2013-11-10 Thread Ryan Waters
Thank you Saravana.  I'm finding a number of the posts David Nolen [1] has
written on his blog to be invaluable.  Once I figure out what mix of
libraries I'll be using I can let you know!

[1] http://swannodette.github.io/


On Sat, Nov 9, 2013 at 12:33 PM, Ryan Neufeld r...@cognitect.com wrote:

 Stuart Halloway is doing a presentation and we’ll be dumping a lot more
 new stuff into the repository. I made a mistake in saying we had an
 announcement, it’s more just that we’ll be talking more publicly about what
 we’re working on following next week.

 -Ryan


 On November 8, 2013 at 5:39:34 PM, Andreas Liljeqvist 
 (bon...@gmail.com//bon...@gmail.com)
 wrote:

  Will there by any presentation on Pedestal, or just announcements?
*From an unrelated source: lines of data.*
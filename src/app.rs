use std::net::SocketAddr;
use std::time::Duration;

use axum::{routing::get, Router};
use tower_http::{cors::CorsLayer, timeout::TimeoutLayer, trace::TraceLayer};

use crate::auth;
use crate::state::AppState;

pub fn build_app(state: AppState) -> Router {
    Router::new()
        .merge(auth::router())
        .route("/health", get(|| async { "ok" }))
        .with_state(state)
        .layer(CorsLayer::permissive())
        .layer(TimeoutLayer::new(Duration::from_secs(10)))
        .layer(
            TraceLayer::new_for_http()
                .make_span_with(|req: &axum::http::Request<_>| {
                    let method = req.method().clone();
                    let uri = req.uri().clone();
                    tracing::info_span!("http_request", %method, uri = %uri, status = tracing::field::Empty)
                })
                .on_response(
                    |res: &axum::http::Response<_>,
                     _latency: std::time::Duration,
                     span: &tracing::Span| {
                        let status = res.status();
                        span.record("status", tracing::field::display(status));
                        if status.is_server_error() {
                            tracing::error!(%status, "response");
                        } else {
                            tracing::info!(%status, "response");
                        }
                    },
                ),
        )
}

pub async fn serve(app: Router) -> anyhow::Result<()> {
    let addr: SocketAddr = format!(
        "{}:{}",
        std::env::var("APP_HOST").unwrap_or_else(|_| "0.0.0.0".into()),
        std::env::var("APP_PORT").unwrap_or_else(|_| "8080".into())
    )
    .parse()?;

    tracing::info!("listening on {}", addr);
    let listener = tokio::net::TcpListener::bind(addr).await?;
    axum::serve(listener, app).await?;
    Ok(())
}

#[cfg(test)]
mod tests {
    use std::sync::Arc;

    use axum::body::Body;
    use axum::http::{header, Request, StatusCode};
    use axum::response::Response;
    use http_body_util::BodyExt;
    use serde_json::{json, Value};
    use tower::ServiceExt;

    use super::*;
    use crate::auth::memory::{InMemorySessionStore, InMemoryUserStore};
    use crate::notify::testing::RecordingNotifier;

    async fn post_json(
        app: Router,
        uri: &str,
        body: Value,
        cookie: Option<&str>,
    ) -> Response {
        let mut builder = Request::builder()
            .method("POST")
            .uri(uri)
            .header(header::CONTENT_TYPE, "application/json");
        if let Some(cookie) = cookie {
            builder = builder.header(header::COOKIE, cookie);
        }
        app.oneshot(builder.body(Body::from(body.to_string())).unwrap())
            .await
            .unwrap()
    }

    async fn get_with_cookie(app: Router, uri: &str, cookie: Option<&str>) -> Response {
        let mut builder = Request::builder().method("GET").uri(uri);
        if let Some(cookie) = cookie {
            builder = builder.header(header::COOKIE, cookie);
        }
        app.oneshot(builder.body(Body::empty()).unwrap())
            .await
            .unwrap()
    }

    /// The `name=value` pair from the response's Set-Cookie header.
    fn cookie_pair(response: &Response) -> String {
        response
            .headers()
            .get(header::SET_COOKIE)
            .expect("set-cookie header")
            .to_str()
            .unwrap()
            .split(';')
            .next()
            .unwrap()
            .to_string()
    }

    async fn body_json(response: Response) -> Value {
        let bytes = response.into_body().collect().await.unwrap().to_bytes();
        serde_json::from_slice(&bytes).unwrap()
    }

    #[tokio::test]
    async fn health_is_open() {
        let app = build_app(AppState::fake());
        let response = get_with_cookie(app, "/health", None).await;
        assert_eq!(response.status(), StatusCode::OK);
    }

    #[tokio::test]
    async fn register_sets_session_cookie_and_opens_the_gate() {
        let app = build_app(AppState::fake());

        let response = post_json(
            app.clone(),
            "/auth/register",
            json!({ "email": "gate@example.com", "password": "secret123" }),
            None,
        )
        .await;
        assert_eq!(response.status(), StatusCode::OK);
        let set_cookie = response
            .headers()
            .get(header::SET_COOKIE)
            .unwrap()
            .to_str()
            .unwrap()
            .to_string();
        assert!(set_cookie.contains("HttpOnly"));
        assert!(set_cookie.contains("Secure"));
        assert!(set_cookie.contains("SameSite=Strict"));
        let cookie = set_cookie.split(';').next().unwrap().to_string();

        let body = body_json(response).await;
        assert_eq!(body["user"]["email"], "gate@example.com");
        assert_eq!(body["verification_pending"], true);
        assert!(body["user"].get("password_hash").is_none());

        let me = get_with_cookie(app.clone(), "/me", Some(&cookie)).await;
        assert_eq!(me.status(), StatusCode::OK);
        let me_body = body_json(me).await;
        assert_eq!(me_body["email"], "gate@example.com");
    }

    #[tokio::test]
    async fn gate_denies_missing_and_bogus_sessions() {
        let app = build_app(AppState::fake());

        let missing = get_with_cookie(app.clone(), "/me", None).await;
        assert_eq!(missing.status(), StatusCode::UNAUTHORIZED);

        let bogus = get_with_cookie(app, "/me", Some("session_id=bogus")).await;
        assert_eq!(bogus.status(), StatusCode::UNAUTHORIZED);
    }

    #[tokio::test]
    async fn logout_clears_cookie_and_closes_the_gate() {
        let app = build_app(AppState::fake());

        let registered = post_json(
            app.clone(),
            "/auth/register",
            json!({ "email": "bye@example.com", "password": "secret123" }),
            None,
        )
        .await;
        let cookie = cookie_pair(&registered);

        let logout = post_json(app.clone(), "/auth/logout", json!({}), Some(&cookie)).await;
        assert_eq!(logout.status(), StatusCode::NO_CONTENT);
        let cleared = logout
            .headers()
            .get(header::SET_COOKIE)
            .unwrap()
            .to_str()
            .unwrap();
        assert!(cleared.contains("Max-Age=0"));

        let me = get_with_cookie(app, "/me", Some(&cookie)).await;
        assert_eq!(me.status(), StatusCode::UNAUTHORIZED);
    }

    #[tokio::test]
    async fn duplicate_registration_conflicts() {
        let app = build_app(AppState::fake());

        let first = post_json(
            app.clone(),
            "/auth/register",
            json!({ "email": "Twice@Example.com", "password": "secret123" }),
            None,
        )
        .await;
        assert_eq!(first.status(), StatusCode::OK);

        let second = post_json(
            app,
            "/auth/register",
            json!({ "email": "twice@example.com", "password": "different1" }),
            None,
        )
        .await;
        assert_eq!(second.status(), StatusCode::CONFLICT);
    }

    #[tokio::test]
    async fn login_is_gated_on_verification() {
        let notifier = Arc::new(RecordingNotifier::default());
        let fake = AppState::fake();
        let state = AppState::from_parts(
            fake.db.clone(),
            fake.config.clone(),
            Arc::new(InMemoryUserStore::new()),
            Arc::new(InMemorySessionStore::new()),
            notifier.clone(),
        );
        let app = build_app(state);

        let registered = post_json(
            app.clone(),
            "/auth/register",
            json!({ "email": "slow@example.com", "password": "secret123" }),
            None,
        )
        .await;
        assert_eq!(registered.status(), StatusCode::OK);

        // Unverified: login fails with the generic credentials error.
        let early = post_json(
            app.clone(),
            "/auth/login",
            json!({ "email": "slow@example.com", "password": "secret123" }),
            None,
        )
        .await;
        assert_eq!(early.status(), StatusCode::UNAUTHORIZED);

        // Follow the emailed link.
        let link = notifier.sent.lock().unwrap()[0].1.clone();
        let path = link.strip_prefix("http://localhost:8080").unwrap().to_string();
        let verified = get_with_cookie(app.clone(), &path, None).await;
        assert_eq!(verified.status(), StatusCode::OK);

        // The link is single-use.
        let again = get_with_cookie(app.clone(), &path, None).await;
        assert_eq!(again.status(), StatusCode::BAD_REQUEST);

        let login = post_json(
            app,
            "/auth/login",
            json!({ "email": "slow@example.com", "password": "secret123", "remember": true }),
            None,
        )
        .await;
        assert_eq!(login.status(), StatusCode::OK);
        let set_cookie = login
            .headers()
            .get(header::SET_COOKIE)
            .unwrap()
            .to_str()
            .unwrap();
        // Remember-me stretches Max-Age to 30 days.
        assert!(set_cookie.contains(&format!("Max-Age={}", 30 * 24 * 60 * 60)));
    }

    #[tokio::test]
    async fn check_email_reports_availability() {
        let app = build_app(AppState::fake());

        let free = post_json(
            app.clone(),
            "/auth/check-email",
            json!({ "email": "new@example.com" }),
            None,
        )
        .await;
        assert_eq!(body_json(free).await["exists"], false);

        post_json(
            app.clone(),
            "/auth/register",
            json!({ "email": "new@example.com", "password": "secret123" }),
            None,
        )
        .await;

        let taken = post_json(
            app.clone(),
            "/auth/check-email",
            json!({ "email": "New@Example.com" }),
            None,
        )
        .await;
        assert_eq!(body_json(taken).await["exists"], true);

        let malformed = post_json(
            app,
            "/auth/check-email",
            json!({ "email": "not-an-email" }),
            None,
        )
        .await;
        assert_eq!(malformed.status(), StatusCode::BAD_REQUEST);
    }

    #[tokio::test]
    async fn register_validates_input() {
        let app = build_app(AppState::fake());

        let bad_email = post_json(
            app.clone(),
            "/auth/register",
            json!({ "email": "nope", "password": "secret123" }),
            None,
        )
        .await;
        assert_eq!(bad_email.status(), StatusCode::BAD_REQUEST);

        let short_password = post_json(
            app,
            "/auth/register",
            json!({ "email": "ok@example.com", "password": "short" }),
            None,
        )
        .await;
        assert_eq!(short_password.status(), StatusCode::BAD_REQUEST);
    }
}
 On Fri, Nov 8, 2013 at 1:38 AM, Ryan Neufeld r...@thinkrelevance.comwrote:

 Speaking as a core Pedestal team member and engineer at Cognitect I can
 say we are *very* serious about continuing to grow and support Pedestal.
 It may be quiet, but we're using the entirety of Pedestal with a number of
 client and are fervently preparing a number of new features and
 improvements we plan to announce at the Conj next week. Further, we've even
 begun selling commercial support that includes Pedestal[1].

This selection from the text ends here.